Start of Block

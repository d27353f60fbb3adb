//! Classifier capability and a reference nearest-centroid model

use std::collections::BTreeMap;

use ndarray::{Array1, Array2, ArrayView1, ArrayView2, Axis};
use tracing::{debug, info};

use crate::SegmentError;

/// Anything that can learn pixel classes from feature rows.
///
/// Rows of `x` are samples, columns are features. Class ids are `>= 1`.
pub trait Classifier {
    /// Train on `(x, y)`, replacing any previous fit
    fn fit(&mut self, x: ArrayView2<'_, f32>, y: ArrayView1<'_, u32>) -> Result<(), SegmentError>;

    /// Predict one class per row. Fails with [`SegmentError::NotFitted`]
    /// before a successful `fit`.
    fn predict(&self, x: ArrayView2<'_, f32>) -> Result<Array1<u32>, SegmentError>;
}

impl<C: Classifier + ?Sized> Classifier for Box<C> {
    fn fit(&mut self, x: ArrayView2<'_, f32>, y: ArrayView1<'_, u32>) -> Result<(), SegmentError> {
        (**self).fit(x, y)
    }

    fn predict(&self, x: ArrayView2<'_, f32>) -> Result<Array1<u32>, SegmentError> {
        (**self).predict(x)
    }
}

#[derive(Debug, Clone, PartialEq)]
struct Centroids {
    classes: Vec<u32>,
    /// One row per entry of `classes`
    means: Array2<f32>,
}

/// Assigns each sample to the class with the closest mean feature vector
/// (Euclidean). Ties go to the smaller class id.
#[derive(Debug, Clone, Default, PartialEq)]
pub struct NearestCentroid {
    centroids: Option<Centroids>,
}

impl NearestCentroid {
    pub fn new() -> Self {
        Self::default()
    }

    /// Whether `fit` has succeeded
    pub fn is_fitted(&self) -> bool {
        self.centroids.is_some()
    }

    /// Known class ids, ascending (empty before fitting)
    pub fn classes(&self) -> &[u32] {
        self.centroids
            .as_ref()
            .map(|c| c.classes.as_slice())
            .unwrap_or(&[])
    }
}

impl Classifier for NearestCentroid {
    fn fit(&mut self, x: ArrayView2<'_, f32>, y: ArrayView1<'_, u32>) -> Result<(), SegmentError> {
        if x.nrows() != y.len() {
            return Err(SegmentError::InvalidParameter(format!(
                "{} samples but {} labels",
                x.nrows(),
                y.len()
            )));
        }
        if x.nrows() == 0 {
            return Err(SegmentError::InvalidParameter(
                "cannot fit on an empty training set".to_string(),
            ));
        }

        // running sums in f64, keyed by class id so classes come out sorted
        let mut sums: BTreeMap<u32, (Array1<f64>, usize)> = BTreeMap::new();
        for (row, &label) in x.axis_iter(Axis(0)).zip(y.iter()) {
            let (sum, count) = sums
                .entry(label)
                .or_insert_with(|| (Array1::zeros(x.ncols()), 0));
            sum.zip_mut_with(&row, |s, &v| *s += v as f64);
            *count += 1;
        }

        let classes: Vec<u32> = sums.keys().copied().collect();
        let mut means = Array2::<f32>::zeros((classes.len(), x.ncols()));
        for (mut mean, (sum, count)) in means.axis_iter_mut(Axis(0)).zip(sums.values()) {
            mean.zip_mut_with(sum, |m, &s| *m = (s / *count as f64) as f32);
        }

        info!(
            "Fitted nearest-centroid classifier: {} samples, {} features, classes {:?}",
            x.nrows(),
            x.ncols(),
            classes
        );
        self.centroids = Some(Centroids { classes, means });
        Ok(())
    }

    fn predict(&self, x: ArrayView2<'_, f32>) -> Result<Array1<u32>, SegmentError> {
        let centroids = self.centroids.as_ref().ok_or(SegmentError::NotFitted)?;
        if x.ncols() != centroids.means.ncols() {
            return Err(SegmentError::InvalidParameter(format!(
                "classifier was fitted on {} features, got {}",
                centroids.means.ncols(),
                x.ncols()
            )));
        }

        debug!("Predicting {} samples", x.nrows());
        let predictions = x
            .axis_iter(Axis(0))
            .map(|row| {
                let mut best = (f32::INFINITY, centroids.classes[0]);
                for (mean, &class) in centroids.means.axis_iter(Axis(0)).zip(&centroids.classes) {
                    let dist: f32 = row
                        .iter()
                        .zip(mean.iter())
                        .map(|(a, b)| (a - b) * (a - b))
                        .sum();
                    if dist < best.0 {
                        best = (dist, class);
                    }
                }
                best.1
            })
            .collect();
        Ok(predictions)
    }
}
//! Statically read property trees
//!
//! Story files are never evaluated. Object literals are decoded from the
//! syntax tree into [`PropertyNode`]s; anything that is not a literal keeps
//! its source text as [`Scalar::Expression`].

use serde_json::{Map, Number, Value};

/// A literal leaf value
#[derive(Debug, Clone, PartialEq)]
pub enum Scalar {
    Null,
    Bool(bool),
    Number(f64),
    String(String),
    /// A non-literal expression (function, call, reference), kept as source text
    Expression(String),
}

/// A value read from an object literal
#[derive(Debug, Clone, PartialEq)]
pub enum PropertyNode {
    Scalar(Scalar),
    /// Key/value pairs in source order
    Object(Vec<(String, PropertyNode)>),
    Array(Vec<PropertyNode>),
}

impl Default for PropertyNode {
    fn default() -> Self {
        PropertyNode::Object(Vec::new())
    }
}

impl PropertyNode {
    pub fn empty_object() -> Self {
        PropertyNode::Object(Vec::new())
    }

    pub fn string(value: impl Into<String>) -> Self {
        PropertyNode::Scalar(Scalar::String(value.into()))
    }

    pub fn is_object(&self) -> bool {
        matches!(self, PropertyNode::Object(_))
    }

    /// Look up a key of an object node
    pub fn get(&self, key: &str) -> Option<&PropertyNode> {
        match self {
            PropertyNode::Object(entries) => entries
                .iter()
                .rev()
                .find(|(k, _)| k == key)
                .map(|(_, v)| v),
            _ => None,
        }
    }

    pub fn get_path(&self, path: &[&str]) -> Option<&PropertyNode> {
        path.iter().try_fold(self, |node, key| node.get(key))
    }

    fn get_mut(&mut self, key: &str) -> Option<&mut PropertyNode> {
        match self {
            PropertyNode::Object(entries) => entries
                .iter_mut()
                .rev()
                .find(|(k, _)| k == key)
                .map(|(_, v)| v),
            _ => None,
        }
    }

    /// Insert or replace a key. Non-object nodes are turned into objects.
    pub fn set(&mut self, key: impl Into<String>, value: PropertyNode) {
        let key = key.into();
        if let Some(slot) = self.get_mut(&key) {
            *slot = value;
            return;
        }
        match self {
            PropertyNode::Object(entries) => entries.push((key, value)),
            other => *other = PropertyNode::Object(vec![(key, value)]),
        }
    }

    pub fn as_str(&self) -> Option<&str> {
        match self {
            PropertyNode::Scalar(Scalar::String(s)) => Some(s),
            _ => None,
        }
    }

    pub fn as_bool(&self) -> Option<bool> {
        match self {
            PropertyNode::Scalar(Scalar::Bool(b)) => Some(*b),
            _ => None,
        }
    }

    /// JavaScript truthiness. Unknown expressions count as truthy since
    /// they are present in the source.
    pub fn is_truthy(&self) -> bool {
        match self {
            PropertyNode::Scalar(Scalar::Null) => false,
            PropertyNode::Scalar(Scalar::Bool(b)) => *b,
            PropertyNode::Scalar(Scalar::Number(n)) => *n != 0.0 && !n.is_nan(),
            PropertyNode::Scalar(Scalar::String(s)) => !s.is_empty(),
            PropertyNode::Scalar(Scalar::Expression(_)) => true,
            PropertyNode::Object(_) | PropertyNode::Array(_) => true,
        }
    }

    /// Convert to JSON. Expressions cannot cross the process boundary and
    /// become `null`.
    pub fn to_json(&self) -> Value {
        match self {
            PropertyNode::Scalar(Scalar::Null) | PropertyNode::Scalar(Scalar::Expression(_)) => {
                Value::Null
            }
            PropertyNode::Scalar(Scalar::Bool(b)) => Value::Bool(*b),
            PropertyNode::Scalar(Scalar::Number(n)) => {
                if n.fract() == 0.0 && n.abs() < i64::MAX as f64 {
                    Value::Number((*n as i64).into())
                } else {
                    Number::from_f64(*n).map(Value::Number).unwrap_or(Value::Null)
                }
            }
            PropertyNode::Scalar(Scalar::String(s)) => Value::String(s.clone()),
            PropertyNode::Object(entries) => {
                let mut map = Map::new();
                for (key, value) in entries {
                    map.insert(key.clone(), value.to_json());
                }
                Value::Object(map)
            }
            PropertyNode::Array(items) => Value::Array(items.iter().map(Self::to_json).collect()),
        }
    }
}

/// Deep-merge `overlay` over `base`.
///
/// Keys present in both merge recursively when the overlay value is an
/// object; any other overlay value replaces the base value.
pub fn deep_merge(base: &PropertyNode, overlay: &PropertyNode) -> PropertyNode {
    match (base, overlay) {
        (PropertyNode::Object(_), PropertyNode::Object(entries)) => {
            let mut result = base.clone();
            for (key, value) in entries {
                let merged = match (result.get(key), value) {
                    (Some(existing), PropertyNode::Object(_)) => deep_merge(existing, value),
                    (None, PropertyNode::Object(_)) => {
                        deep_merge(&PropertyNode::empty_object(), value)
                    }
                    _ => value.clone(),
                };
                result.set(key.clone(), merged);
            }
            result
        }
        (_, PropertyNode::Object(_)) => deep_merge(&PropertyNode::empty_object(), overlay),
        _ => overlay.clone(),
    }
}

/// Merge two optional blocks; `None` only when both are absent.
pub fn merge_optional(
    base: Option<&PropertyNode>,
    overlay: Option<&PropertyNode>,
) -> Option<PropertyNode> {
    match (base, overlay) {
        (None, None) => None,
        (Some(base), None) => Some(deep_merge(&PropertyNode::empty_object(), base)),
        (None, Some(overlay)) => Some(deep_merge(&PropertyNode::empty_object(), overlay)),
        (Some(base), Some(overlay)) => Some(deep_merge(base, overlay)),
    }
}

/// Turn `config.rules: [{id, ...}]` into `config.rules: {id: {...}}`.
///
/// Rules without a string `id` are dropped.
pub fn normalize_rules(a11y: &mut PropertyNode) {
    let Some(config) = a11y.get_mut("config") else {
        return;
    };
    let Some(PropertyNode::Array(rules)) = config.get("rules") else {
        return;
    };

    let mut by_id = PropertyNode::empty_object();
    for rule in rules {
        let Some(id) = rule.get("id").and_then(PropertyNode::as_str) else {
            tracing::debug!("Skipping accessibility rule without an id: {:?}", rule);
            continue;
        };
        let mut value = match rule {
            PropertyNode::Object(entries) => PropertyNode::Object(
                entries.iter().filter(|(k, _)| k != "id").cloned().collect(),
            ),
            _ => PropertyNode::empty_object(),
        };
        if let Some(PropertyNode::Object(existing)) = by_id.get(id) {
            value = deep_merge(&PropertyNode::Object(existing.clone()), &value);
        }
        by_id.set(id.to_string(), value);
    }

    config.set("rules", by_id);
}

#[cfg(test)]
mod tests {
    use super::*;

    fn obj(entries: Vec<(&str, PropertyNode)>) -> PropertyNode {
        PropertyNode::Object(entries.into_iter().map(|(k, v)| (k.to_string(), v)).collect())
    }

    fn boolean(b: bool) -> PropertyNode {
        PropertyNode::Scalar(Scalar::Bool(b))
    }

    #[test]
    fn test_merge_with_null_is_identity() {
        let x = obj(vec![
            ("verbose", boolean(true)),
            ("config", obj(vec![("rules", obj(vec![("a", obj(vec![("enabled", boolean(false))]))]))])),
        ]);

        assert_eq!(merge_optional(Some(&x), None), Some(x.clone()));
        assert_eq!(merge_optional(None, Some(&x)), Some(x.clone()));
        assert_eq!(merge_optional(Some(&x), Some(&x)), Some(x.clone()));
        assert_eq!(merge_optional(None, None), None);
    }

    #[test]
    fn test_merge_overrides_scalars_and_recurses_objects() {
        let base = obj(vec![
            ("verbose", boolean(false)),
            ("element", PropertyNode::string("#root")),
            ("config", obj(vec![("rules", obj(vec![("a", obj(vec![("enabled", boolean(false))]))]))])),
        ]);
        let overlay = obj(vec![
            ("verbose", boolean(true)),
            ("config", obj(vec![("rules", obj(vec![("b", obj(vec![("enabled", boolean(true))]))]))])),
        ]);

        let merged = deep_merge(&base, &overlay);
        assert_eq!(merged.get("verbose"), Some(&boolean(true)));
        assert_eq!(merged.get("element").and_then(PropertyNode::as_str), Some("#root"));
        assert!(merged.get_path(&["config", "rules", "a"]).is_some());
        assert!(merged.get_path(&["config", "rules", "b"]).is_some());
    }

    #[test]
    fn test_arrays_are_replaced_not_concatenated() {
        let base = obj(vec![("tags", PropertyNode::Array(vec![PropertyNode::string("a")]))]);
        let overlay = obj(vec![("tags", PropertyNode::Array(vec![PropertyNode::string("b")]))]);

        let merged = deep_merge(&base, &overlay);
        assert_eq!(
            merged.get("tags"),
            Some(&PropertyNode::Array(vec![PropertyNode::string("b")]))
        );
    }

    #[test]
    fn test_normalize_rules() {
        let mut a11y = obj(vec![(
            "config",
            obj(vec![(
                "rules",
                PropertyNode::Array(vec![
                    obj(vec![("id", PropertyNode::string("a")), ("enabled", boolean(false))]),
                    obj(vec![("id", PropertyNode::string("b")), ("selector", PropertyNode::string("*"))]),
                ]),
            )]),
        )]);

        normalize_rules(&mut a11y);

        let expected = obj(vec![
            ("a", obj(vec![("enabled", boolean(false))])),
            ("b", obj(vec![("selector", PropertyNode::string("*"))])),
        ]);
        assert_eq!(a11y.get_path(&["config", "rules"]), Some(&expected));
        assert_eq!(
            a11y.to_json()["config"]["rules"],
            serde_json::json!({ "a": { "enabled": false }, "b": { "selector": "*" } })
        );
    }

    #[test]
    fn test_truthiness() {
        assert!(!PropertyNode::Scalar(Scalar::Null).is_truthy());
        assert!(!PropertyNode::string("").is_truthy());
        assert!(PropertyNode::empty_object().is_truthy());
        assert!(PropertyNode::Scalar(Scalar::Expression("fn".into())).is_truthy());
    }
}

End of Block

Copy out each line of the data where the string "NotFitted" appears.

    /// Predict one class per row. Fails with [`SegmentError::NotFitted`]
        let centroids = self.centroids.as_ref().ok_or(SegmentError::NotFitted)?;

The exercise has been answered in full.